Depuis près de 10 jours que les commissions probatoires sont opérationnelles sur tout le territoire national, pas un seul cas n’a été traité à Alger par exemple, alors qu’un seul est cité par Me. Boudiaf où la commission a fini de statuer, á Sidi Bel Abbes. Et il ne s’agit pas du cas d’une personne qui « vient de se rendre mais plutôt de quelqu’un qui était déjà détenu ». Et il s’agit là paradoxalement des cas les plus complexes à aborder, à en croire Me Boudiaf qui explique que le gros des interrogations de ses collègues avocats concernent « le sens qu’il faut donner à cette loi concernant les personnes déjà condamnées, en instance de jugement, etc. » Et C’est à ce sujet qu’il affirme que pour « de nombreux certaines des dispositions de cette loi méritent étude approfondie ». Cette loi cible en priorité les groupes armés encore en activité, et c’est probablement pour cela que l’optimisme de Me Boudiaf quant à ses effets sur la violence n’est corroboré d’aucun pronostic. Jusqu’à aujourd’hui l’opinion publique qui subit un matraquage sur les bienfaits « abstraits » de la loi sur la concorde civile n’est pas tenue informée de l’évolution concrète sur le terrain.: combien de terroristes ont ils demandé à en bénéficier? Quels prévisions en font les experts en la matière? Des questions qui mettent dans l’inconfort les membres de ces commisiions, par ailleurs dénoncés avec la plus grande virulence.
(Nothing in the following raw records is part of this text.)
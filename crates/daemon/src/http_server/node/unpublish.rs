//! Unpublish volume endpoint
//!
//! The orchestrator calls this unconditionally during teardown, whether
//! or not publish ever completed, so "nothing there" is a success.

use std::path::PathBuf;

use axum::extract::State;
use axum::response::{IntoResponse, Response};
use axum::Json;
use http::StatusCode;
use serde::{Deserialize, Serialize};

use crate::http_server::client::ApiRequest;
use crate::node::UnpublishError;
use crate::state::ServiceState;
use crate::status::StatusBody;

#[derive(Debug, Clone, Serialize, Deserialize)]
pub struct UnpublishVolumeRequest {
    #[serde(default)]
    pub volume_id: Option<String>,
    pub target_path: PathBuf,
}

#[derive(Debug, Clone, Serialize, Deserialize)]
pub struct UnpublishVolumeResponse {}

impl ApiRequest for UnpublishVolumeRequest {
    type Response = UnpublishVolumeResponse;

    fn path(&self) -> String {
        "/v0/node/unpublish_volume".to_string()
    }
}

#[tracing::instrument(skip(state, request), fields(target = %request.target_path.display()))]
pub async fn handler(
    State(state): State<ServiceState>,
    Json(request): Json<UnpublishVolumeRequest>,
) -> Result<impl IntoResponse, UnpublishVolumeError> {
    state.node().unpublish(request.target_path).await?;
    Ok((StatusCode::OK, Json(UnpublishVolumeResponse {})))
}

#[derive(Debug, thiserror::Error)]
pub enum UnpublishVolumeError {
    #[error(transparent)]
    Unpublish(#[from] UnpublishError),
}

impl IntoResponse for UnpublishVolumeError {
    fn into_response(self) -> Response {
        let UnpublishVolumeError::Unpublish(err) = self;
        let code = err.code();
        (
            code.http_status(),
            Json(StatusBody::new(code, err.to_string())),
        )
            .into_response()
    }
}

#[cfg(test)]
mod tests {
    use super::*;
    use std::sync::Arc;

    use crate::bucket::fake::FakeProber;
    use crate::fs::fake::FakeSys;
    use crate::fs::{Fs, MountDescriptor};
    use crate::mounter::fake::FakeMounter;
    use crate::mounter::Mounter;
    use crate::node::NodeMounts;

    fn state_with(sys: &FakeSys) -> ServiceState {
        let fs = Fs::new(Arc::new(sys.clone()));
        let mounter: Arc<dyn Mounter> = Arc::new(FakeMounter::new("fuse.s3fs"));
        let node = Arc::new(NodeMounts::new(fs, Arc::clone(&mounter), None));
        ServiceState::new("test", node, mounter, Arc::new(FakeProber::default()))
    }

    #[tokio::test]
    async fn unpublish_on_empty_path_is_ok() {
        let sys = FakeSys::new();
        let state = state_with(&sys);
        let request = UnpublishVolumeRequest {
            volume_id: None,
            target_path: PathBuf::from("/var/lib/kubelet/pods/p/volumes/bucket"),
        };
        let response = handler(State(state), Json(request))
            .await
            .unwrap()
            .into_response();
        assert_eq!(response.status(), StatusCode::OK);
    }

    #[tokio::test]
    async fn unpublish_removes_existing_mount() {
        let target = PathBuf::from("/var/lib/kubelet/pods/p/volumes/bucket");
        let sys = FakeSys::new();
        sys.set_mount(
            target.clone(),
            MountDescriptor {
                fs_type: "fuse.s3fs".into(),
                read_only: false,
            },
        );
        let state = state_with(&sys);
        let request = UnpublishVolumeRequest {
            volume_id: Some("my-bucket".into()),
            target_path: target.clone(),
        };
        let response = handler(State(state), Json(request))
            .await
            .unwrap()
            .into_response();
        assert_eq!(response.status(), StatusCode::OK);
        assert!(sys.is_absent(&target));
    }
}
Ou « tribunaux d’inquisition »?
Réinsertion sociale, amnistie, clémence, ce ne sont point là les objectifs d’une loi à caractère foncièrement répressif, estiment de leur côté d’autres avocats du Conseil de l’Ordre. « Le texte de loi sur la concorde civile est une rahma-bis pénalisée par un dispositif répressif encore plus rigoureux », estime le président du syndicat des avocats algériens, Me Khelili, pour qui le « commissions probatoires sont de véritables tribunaux d’inquisition ». La composition même des membres de ces commissions en est une preuve, explique-t-il. « Il s’agit des représentants de tous les appareils qui ont servi à la répression du terrorisme pendant toutes ces années et qui sont affublés du coup du rôle du juge et partie ».
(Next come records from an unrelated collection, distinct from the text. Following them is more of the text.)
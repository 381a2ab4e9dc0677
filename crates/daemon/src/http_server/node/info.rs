//! Node info endpoint

use axum::extract::State;
use axum::response::{IntoResponse, Response};
use axum::Json;
use http::StatusCode;
use serde::{Deserialize, Serialize};

use crate::http_server::client::ApiRequest;
use crate::node::NodeInfoError;
use crate::state::ServiceState;
use crate::status::StatusBody;

#[derive(Debug, Clone, Serialize, Deserialize)]
pub struct NodeInfoRequest {}

#[derive(Debug, Clone, Serialize, Deserialize)]
pub struct NodeInfoResponse {
    pub node_id: String,
}

impl ApiRequest for NodeInfoRequest {
    type Response = NodeInfoResponse;

    fn path(&self) -> String {
        "/v0/node/info".to_string()
    }
}

#[tracing::instrument(skip(state))]
pub async fn handler(
    State(state): State<ServiceState>,
) -> Result<impl IntoResponse, NodeInfoRequestError> {
    let node_id = state.node().node_id()?.to_string();
    Ok((StatusCode::OK, Json(NodeInfoResponse { node_id })))
}

#[derive(Debug, thiserror::Error)]
pub enum NodeInfoRequestError {
    #[error(transparent)]
    NodeInfo(#[from] NodeInfoError),
}

impl IntoResponse for NodeInfoRequestError {
    fn into_response(self) -> Response {
        let NodeInfoRequestError::NodeInfo(err) = self;
        let code = err.code();
        (
            code.http_status(),
            Json(StatusBody::new(code, err.to_string())),
        )
            .into_response()
    }
}

#[cfg(test)]
mod tests {
    use super::*;
    use std::sync::Arc;

    use crate::bucket::fake::FakeProber;
    use crate::fs::fake::FakeSys;
    use crate::fs::Fs;
    use crate::mounter::fake::FakeMounter;
    use crate::mounter::Mounter;
    use crate::node::NodeMounts;

    fn state_with_node_id(node_id: Option<&str>) -> ServiceState {
        let fs = Fs::new(Arc::new(FakeSys::new()));
        let mounter: Arc<dyn Mounter> = Arc::new(FakeMounter::new("fuse.s3fs"));
        let node = Arc::new(NodeMounts::new(
            fs,
            Arc::clone(&mounter),
            node_id.map(String::from),
        ));
        ServiceState::new("test", node, mounter, Arc::new(FakeProber::default()))
    }

    #[tokio::test]
    async fn reports_configured_node_id() {
        let response = handler(State(state_with_node_id(Some("worker-7"))))
            .await
            .unwrap()
            .into_response();
        assert_eq!(response.status(), StatusCode::OK);
        let body = axum::body::to_bytes(response.into_body(), usize::MAX)
            .await
            .unwrap();
        let parsed: NodeInfoResponse = serde_json::from_slice(&body).unwrap();
        assert_eq!(parsed.node_id, "worker-7");
    }

    #[tokio::test]
    async fn missing_node_id_is_internal() {
        let err = handler(State(state_with_node_id(None)))
            .await
            .map(|_| ())
            .unwrap_err();
        let response = err.into_response();
        assert_eq!(response.status(), StatusCode::INTERNAL_SERVER_ERROR);
    }
}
La question que se pose cet avocat, « celle du juriste, du praticien » est de savoir « quel est le délinquant qui voudra se présenter en toute confiance devant ces commissions », en d’autres termes, devant un tel parterre d’uniformes chargés de rendre la justice. Les contradictions de fond entre le discours politique du président de la République et l’élaboration de cette loi sont matière à inquiétude pour ce juriste ainsi que nombre de ces pairs, qui ont, apprend-on, déchanté à la lecture du texte de loi. « Le discours sur le pardon du président de la République a été totalement dévoyé par cette loi, car c’est bel et bien la société qui doit accorder son pardon et non pas l’appareil répressif. Cette loi retire les armes à l’individu mais aussi tous ses droits fondamentaux, elle le prépare á devenir un véritable monstre », s’insurge Me Khelili pour qui il n’y a pas trace de volonté de « réinsertion sociale » dans cette loi et qui rappelle qu’elle est destinée à ceux qui « n’ont pas les mains ensanglantées ». Mais justement, renchérit-il, « qui va faire le tri? Qui va décider qu’un tel a tué et qu’un tel n’a pas tué? Les geôliers… » Son inquiétude, dit-il, tient de l’expérience passée, « la manière désastreuse et scandaleuse » dont se sont tenus les procès de terrorisme et la reconduction des mêmes méthodes dans ce qu’il désigne comme « une véritable mascarade, destinée à la consommation internationale ». Cet avocat se dit aussi perplexe, « je ne comprends rien à cette loi qui tente de charmer ceux qui sont encore dans les maquis alors qu’elle pourrait commencer par s’appliquer à ceux qui sont en prison et qui ne demandent que cela », car, ajoute-t-il, si l’on veut apaiser, réconcilier, c’est sur tout l’environnement qu’il faut agir.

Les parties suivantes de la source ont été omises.